Wednesday, May 16, 2007

Speaking Ill of the Dead

Jerry Falwell, a leading spokesperson for the Christian Right has died at the age of 73. In death, it would seem that he is creating almost as much controversy as he did during his life. While some are mourning the loss of a great Christian leader, others could not be happier at his passing. Both responses are understandable even if they should not be regarded as reasonable.

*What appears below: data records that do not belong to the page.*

pub mod embedding;

mod error;

pub use error::{Error, Result};

use reqwest::header::{AUTHORIZATION, HeaderMap, HeaderName};
use serde_json::{Map, Value};

pub fn auth_headers(api_key: &str, default_headers: &Map<String, Value>) -> Result<HeaderMap> {
	let mut headers = HeaderMap::new();

	headers.insert(AUTHORIZATION, format!("Bearer {api_key}").parse()?);

	for (key, value) in default_headers {
		let Some(raw) = value.as_str() else {
			return Err(Error::InvalidConfig {
				message: format!("Default header {key} must be a string."),
			});
		};

		headers.insert(HeaderName::from_bytes(key.as_bytes())?, raw.parse()?);
	}

	Ok(headers)
}
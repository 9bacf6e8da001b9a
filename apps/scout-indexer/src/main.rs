use clap::Parser;

#[tokio::main]
async fn main() -> color_eyre::Result<()> {
	color_eyre::install()?;

	let args = scout_indexer::Args::parse();

	scout_indexer::run(args).await
}
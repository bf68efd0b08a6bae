//! Point markers loaded from a GeoJSON feed.

use crate::error::{LoadError, SkipReason};
use geo_types::Coord;
use geojson::{Feature, GeoJson, Value};

/// Marker tier.
#[derive(Debug, Clone, PartialEq, Eq)]
pub enum MarkerLevel {
    /// Regional center, drawn with the large pin and the fly-in animation.
    Region,
    /// Any other level (`"news"` by default).
    Other(String),
}

impl MarkerLevel {
    fn parse(level: &str) -> Self {
        match level {
            "region" => MarkerLevel::Region,
            other => MarkerLevel::Other(other.to_string()),
        }
    }
}

/// A geolocated point marker.
#[derive(Debug, Clone, PartialEq)]
pub struct MapMarker {
    /// Geographic position as (lon, lat).
    pub location: Coord<f64>,
    /// RGBA color.
    pub color: [u8; 4],
    pub kind: String,
    pub name: Option<String>,
    pub level: MarkerLevel,
}

impl MapMarker {
    pub fn is_regional(&self) -> bool {
        self.level == MarkerLevel::Region
    }
}

const WHITE: [u8; 4] = [255, 255, 255, 255];

/// Parses a GeoJSON feature collection of `Point` markers.
///
/// Features that are not points or lack coordinates or properties are
/// skipped. A document without a `features` array yields no markers.
pub fn load_markers(geojson_str: &str) -> Result<Vec<MapMarker>, LoadError> {
    let geojson: GeoJson = geojson_str.parse()?;

    let features = match geojson {
        GeoJson::FeatureCollection(fc) => fc.features,
        GeoJson::Feature(f) => vec![f],
        GeoJson::Geometry(_) => return Ok(Vec::new()),
    };

    let mut markers = Vec::with_capacity(features.len());
    for (idx, feature) in features.iter().enumerate() {
        match convert_feature(feature) {
            Ok(marker) => markers.push(marker),
            Err(reason) => log::debug!("Skipping marker feature {}: {}", idx, reason),
        }
    }

    log::info!("Loaded {} markers", markers.len());
    Ok(markers)
}

fn convert_feature(feature: &Feature) -> Result<MapMarker, SkipReason> {
    let geometry = feature
        .geometry
        .as_ref()
        .ok_or(SkipReason::MissingGeometry)?;
    let properties = feature
        .properties
        .as_ref()
        .ok_or(SkipReason::MissingProperties)?;

    let Value::Point(coords) = &geometry.value else {
        return Err(SkipReason::UnsupportedGeometry);
    };
    if coords.len() < 2 {
        return Err(SkipReason::TooFewPoints);
    }

    let text = |key: &str| properties.get(key).and_then(|v| v.as_str());

    Ok(MapMarker {
        location: Coord {
            x: coords[0],
            y: coords[1],
        },
        color: text("marker-color").map(parse_color).unwrap_or(WHITE),
        kind: text("type").unwrap_or("unknown").to_string(),
        name: text("name").map(|s| s.to_string()),
        level: MarkerLevel::parse(text("level").unwrap_or("news")),
    })
}

/// Parses `#RRGGBB` or `#RRGGBBAA` (the `#` is optional). Anything else is
/// white.
pub fn parse_color(hex: &str) -> [u8; 4] {
    let hex = hex.trim().trim_start_matches('#');
    if !(hex.len() == 6 || hex.len() == 8) || !hex.is_ascii() {
        log::warn!("Invalid marker color '{}'", hex);
        return WHITE;
    }

    let channel = |i: usize| u8::from_str_radix(&hex[i..i + 2], 16).ok();
    let alpha = if hex.len() == 8 { channel(6) } else { Some(255) };

    match (channel(0), channel(2), channel(4), alpha) {
        (Some(r), Some(g), Some(b), Some(a)) => [r, g, b, a],
        _ => {
            log::warn!("Invalid marker color '{}'", hex);
            WHITE
        }
    }
}
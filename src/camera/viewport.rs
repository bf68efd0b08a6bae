//! Camera state and the constraints that keep it on the map.
//!
//! Screen points are given in viewport units: the viewport spans
//! `world_width × world_height` units at zoom 1, origin at the top-left,
//! y growing downward. Hosts scale their pixel coordinates into this space.
//! World space has y growing upward, matching the projected map.

use crate::geo::BoundingBox;
use glam::{Mat4, Vec2};

/// Camera position (world center of the view) and zoom.
///
/// Zoom is a world-units-per-viewport-unit factor: larger values show more of
/// the map.
#[derive(Debug, Clone, Copy, PartialEq)]
pub struct CameraState {
    pub position: Vec2,
    pub zoom: f32,
}

impl CameraState {
    pub fn new(position: Vec2, zoom: f32) -> Self {
        Self { position, zoom }
    }

    /// Linear blend towards `target` by eased progress `t`.
    pub fn lerp(&self, target: &CameraState, t: f32) -> CameraState {
        CameraState {
            position: self.position + (target.position - self.position) * t,
            zoom: self.zoom + (target.zoom - self.zoom) * t,
        }
    }
}

/// Everything the camera must respect when it moves.
#[derive(Debug, Clone, Copy, PartialEq)]
pub struct ViewportConstraints {
    /// Union of all region bounding boxes.
    pub map_bounds: BoundingBox,
    pub world_width: f32,
    pub world_height: f32,
    /// Side panel width, in viewport units.
    pub panel_width: f32,
    /// While set, clamping is skipped and the panel offset governs position.
    pub panel_pinned: bool,
}

impl ViewportConstraints {
    pub fn new(map_bounds: BoundingBox, world_width: f32, world_height: f32) -> Self {
        Self {
            map_bounds,
            world_width,
            world_height,
            panel_width: 0.0,
            panel_pinned: false,
        }
    }

    /// Size of the viewport in viewport units.
    pub fn viewport_size(&self) -> Vec2 {
        Vec2::new(self.world_width, self.world_height)
    }

    /// Size of the visible world rectangle at `zoom`.
    pub fn visible_size(&self, zoom: f32) -> Vec2 {
        self.viewport_size() * zoom
    }

    /// Clamps `camera` so the visible rectangle stays on the map.
    ///
    /// Along an axis where the view is at least as large as the map, the
    /// camera centers on the map instead. Does nothing while the panel is
    /// pinned.
    pub fn clamp(&self, camera: &mut CameraState) {
        if self.panel_pinned {
            return;
        }

        let visible = self.visible_size(camera.zoom);
        let bounds = &self.map_bounds;

        camera.position.x = clamp_axis(
            camera.position.x,
            visible.x,
            bounds.min_x,
            bounds.max_x,
        );
        camera.position.y = clamp_axis(
            camera.position.y,
            visible.y,
            bounds.min_y,
            bounds.max_y,
        );
    }

    /// Converts a viewport point to world coordinates under `camera`.
    pub fn unproject(&self, camera: &CameraState, screen: Vec2) -> Vec2 {
        let half = self.viewport_size() * 0.5;
        Vec2::new(
            camera.position.x + (screen.x - half.x) * camera.zoom,
            camera.position.y + (half.y - screen.y) * camera.zoom,
        )
    }

    /// Converts a world point to viewport coordinates under `camera`.
    pub fn project(&self, camera: &CameraState, world: Vec2) -> Vec2 {
        let half = self.viewport_size() * 0.5;
        Vec2::new(
            (world.x - camera.position.x) / camera.zoom + half.x,
            half.y - (world.y - camera.position.y) / camera.zoom,
        )
    }

    /// World rectangle currently visible under `camera`.
    pub fn visible_rect(&self, camera: &CameraState) -> BoundingBox {
        let half = self.visible_size(camera.zoom) * 0.5;
        BoundingBox::new(
            camera.position.x - half.x,
            camera.position.x + half.x,
            camera.position.y - half.y,
            camera.position.y + half.y,
        )
    }

    /// Orthographic view-projection matrix mapping the visible rectangle to
    /// normalized device coordinates.
    pub fn view_projection(&self, camera: &CameraState) -> Mat4 {
        let rect = self.visible_rect(camera);
        Mat4::orthographic_rh_gl(rect.min_x, rect.max_x, rect.min_y, rect.max_y, -1.0, 1.0)
    }
}

fn clamp_axis(position: f32, visible: f32, min: f32, max: f32) -> f32 {
    if visible >= max - min {
        (min + max) * 0.5
    } else {
        let half = visible * 0.5;
        position.clamp(min + half, max - half)
    }
}
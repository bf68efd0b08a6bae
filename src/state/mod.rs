//! Map state.
//!
//! [`RegionMap`] is the root: it owns the loaded regions and every piece of
//! per-frame state built on them. Selection is kept separate so it can be
//! driven and tested without a camera.

mod map;
mod selection;

pub use map::{RegionDraw, RegionMap};
pub use selection::{RegionStyle, SelectionChange, SelectionState};
//! Easing curves. All take and return normalized progress; input outside
//! `[0, 1]` is clamped first.

/// Cubic ease-in-out: `4t³` for the first half, `1 − (−2t + 2)³ / 2` after.
pub fn ease_in_out_cubic(t: f32) -> f32 {
    let t = t.clamp(0.0, 1.0);
    if t < 0.5 {
        4.0 * t * t * t
    } else {
        1.0 - (-2.0 * t + 2.0).powi(3) / 2.0
    }
}

/// Cubic ease-out, used for pins flying in.
pub fn ease_out_cubic(t: f32) -> f32 {
    let t = t.clamp(0.0, 1.0);
    1.0 - (1.0 - t).powi(3)
}

/// Quadratic ease-out, used for pins fading in.
pub fn ease_out_quad(t: f32) -> f32 {
    let t = t.clamp(0.0, 1.0);
    1.0 - (1.0 - t) * (1.0 - t)
}

#[cfg(test)]
mod tests {
    use super::*;

    #[test]
    fn test_endpoints_are_exact() {
        for ease in [ease_in_out_cubic, ease_out_cubic, ease_out_quad] {
            assert_eq!(ease(0.0), 0.0);
            assert_eq!(ease(1.0), 1.0);
        }
    }

    #[test]
    fn test_in_out_cubic_midpoint_and_symmetry() {
        assert!((ease_in_out_cubic(0.5) - 0.5).abs() < 1e-6);
        assert!((ease_in_out_cubic(0.25) - 0.0625).abs() < 1e-6);
        assert!((ease_in_out_cubic(0.25) + ease_in_out_cubic(0.75) - 1.0).abs() < 1e-6);
    }

    #[test]
    fn test_out_of_range_is_clamped() {
        assert_eq!(ease_in_out_cubic(-1.0), 0.0);
        assert_eq!(ease_in_out_cubic(2.0), 1.0);
    }
}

So, what's my take? Personally, I was deeply distressed by his agenda and the fact that he has now died isn't going to change that. This said, I don't believe that I am in any position to judge him as a person. I say this for three reasons:

  1. Jesus teaches us that we should not judge, lest we be judged
  2. I too am a flawed human being
  3. Every individual has a story that explains the way they act

It is particularly on this third point that I would like to comment. One of the things I've learnt much more acutely during the last year or so of responding to blogs and now blogging myself is that people are more than merely the sum total of their opinions. Sometimes in the impersonal world of blogging, we can treat individuals as opinions needing to be critiqued rather than people needing to be loved. This is an entirely wrong-headed approach. The people we meet on the blogosphere are people with back stories. They have families. They have hopes and dreams and desires. They have had their hearts broken, been disappointed by friends and have suffered the pain and loss of the death of loved ones. It is for this reason that I seek to get people to tell me their respective stories so that I might be able to understand where they are coming from, even if I do not agree with them.

So, with the abovementioned considerations in mind, who are we to judge Jerry Falwell? What do we know of him as a person? Was he not human, just like us, subject to the same weaknesses and frailities that we ourselves are?

After all is said and done, let us remember that we too have stories that have shaped and moulded the way that we understand and relate to the world ...

1 comment:

Frozen Summers said...

Well....

Firstly, according to the Bible we are all to be judged, so that would give us the right to judge.

Secondly, everyone has a story is a contradiction as a moral defence. Unless of course one is taking a position that everyone is righteous, or at least that a postmodern view of morality solves for everyone being righteous from their own point of view.